### EXERCISE OBJECTIVE
Report every line of the records below that includes the string "localhost".

DATA: Begin

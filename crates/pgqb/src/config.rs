//! Connection configuration.

use crate::env;
use crate::error::{QbError, QbResult};
use crate::log::SqlLog;

/// Environment variable holding the connection string.
pub const DATABASE_URL: &str = "DATABASE_URL";
/// Pool size override.
pub const POOL_MAX_SIZE: &str = "PGQB_POOL_MAX_SIZE";
/// Enable or disable SQL debug events.
pub const LOG_SQL: &str = "PGQB_LOG_SQL";
/// Truncation length for logged SQL.
pub const LOG_SQL_MAX_LEN: &str = "PGQB_LOG_SQL_MAX_LEN";

/// Settings for connecting and for builder logging.
#[derive(Debug, Clone, PartialEq, Eq)]
pub struct ConnectConfig {
    pub database_url: String,
    pub pool_max_size: usize,
    pub log_sql: bool,
    pub max_logged_sql_len: usize,
}

impl ConnectConfig {
    pub fn new(database_url: impl Into<String>) -> Self {
        Self {
            database_url: database_url.into(),
            pool_max_size: 16,
            log_sql: true,
            max_logged_sql_len: 200,
        }
    }

    /// Read the configuration from the process environment.
    ///
    /// `DATABASE_URL` is required; the other settings fall back to their
    /// defaults when unset or unparsable. Load a `.env` file beforehand if
    /// you keep settings there.
    pub fn from_env() -> QbResult<Self> {
        Self::from_lookup(|key| std::env::var(key).ok())
    }

    /// Like [`from_env`](Self::from_env), reading variables through `lookup`.
    pub fn from_lookup<F>(lookup: F) -> QbResult<Self>
    where
        F: Fn(&str) -> Option<String>,
    {
        let database_url = lookup(DATABASE_URL)
            .filter(|url| !url.trim().is_empty())
            .ok_or_else(|| QbError::Config(format!("{DATABASE_URL} is not set")))?;

        let defaults = Self::new(database_url);
        let config = Self {
            pool_max_size: lookup(POOL_MAX_SIZE)
                .and_then(|v| env::parse_uint::<usize>(&v))
                .filter(|n| *n > 0)
                .unwrap_or(defaults.pool_max_size),
            log_sql: lookup(LOG_SQL)
                .and_then(|v| env::parse_bool(&v))
                .unwrap_or(defaults.log_sql),
            max_logged_sql_len: lookup(LOG_SQL_MAX_LEN)
                .and_then(|v| env::parse_uint::<usize>(&v))
                .unwrap_or(defaults.max_logged_sql_len),
            ..defaults
        };

        #[cfg(feature = "tracing")]
        tracing::debug!(
            target: "pgqb",
            pool_max_size = config.pool_max_size,
            log_sql = config.log_sql,
            max_logged_sql_len = config.max_logged_sql_len,
            "loaded connection config"
        );

        Ok(config)
    }

    pub fn pool_max_size(mut self, size: usize) -> Self {
        self.pool_max_size = size;
        self
    }

    pub fn log_sql(mut self, enabled: bool) -> Self {
        self.log_sql = enabled;
        self
    }

    pub fn max_logged_sql_len(mut self, len: usize) -> Self {
        self.max_logged_sql_len = len;
        self
    }

    /// Builder log settings derived from this configuration.
    pub fn sql_log(&self) -> SqlLog {
        SqlLog {
            enabled: self.log_sql,
            max_sql_length: Some(self.max_logged_sql_len),
        }
    }
}

#[cfg(test)]
mod tests {
    use super::*;
    use std::collections::HashMap;

    fn lookup_from(pairs: &[(&str, &str)]) -> impl Fn(&str) -> Option<String> {
        let vars: HashMap<String, String> = pairs
            .iter()
            .map(|(k, v)| (k.to_string(), v.to_string()))
            .collect();
        move |key| vars.get(key).cloned()
    }

    #[test]
    fn database_url_is_required() {
        let err = ConnectConfig::from_lookup(lookup_from(&[])).unwrap_err();
        assert!(matches!(err, QbError::Config(_)));

        let err = ConnectConfig::from_lookup(lookup_from(&[(DATABASE_URL, "  ")])).unwrap_err();
        assert!(matches!(err, QbError::Config(_)));
    }

    #[test]
    fn defaults_apply() {
        let config =
            ConnectConfig::from_lookup(lookup_from(&[(DATABASE_URL, "postgres://localhost/app")]))
                .unwrap();
        assert_eq!(config, ConnectConfig::new("postgres://localhost/app"));
        assert_eq!(config.pool_max_size, 16);
        assert!(config.log_sql);
        assert_eq!(config.max_logged_sql_len, 200);
    }

    #[test]
    fn overrides_and_bad_values() {
        let config = ConnectConfig::from_lookup(lookup_from(&[
            (DATABASE_URL, "postgres://localhost/app"),
            (POOL_MAX_SIZE, "0x20"),
            (LOG_SQL, "F"),
            (LOG_SQL_MAX_LEN, "lots"),
        ]))
        .unwrap();
        assert_eq!(config.pool_max_size, 32);
        assert!(!config.log_sql);
        assert_eq!(config.max_logged_sql_len, 200);
    }

    #[test]
    fn zero_pool_size_falls_back() {
        let config = ConnectConfig::from_lookup(lookup_from(&[
            (DATABASE_URL, "postgres://localhost/app"),
            (POOL_MAX_SIZE, "0"),
        ]))
        .unwrap();
        assert_eq!(config.pool_max_size, 16);
    }

    #[test]
    fn sql_log_follows_config() {
        let log = ConnectConfig::new("postgres://x")
            .log_sql(false)
            .max_logged_sql_len(64)
            .sql_log();
        assert!(!log.enabled);
        assert_eq!(log.max_sql_length, Some(64));
    }
}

DATA: End

### PROBLEM SOLUTION
            ConnectConfig::from_lookup(lookup_from(&[(DATABASE_URL, "postgres://localhost/app")]))
        assert_eq!(config, ConnectConfig::new("postgres://localhost/app"));
            (DATABASE_URL, "postgres://localhost/app"),
            (DATABASE_URL, "postgres://localhost/app"),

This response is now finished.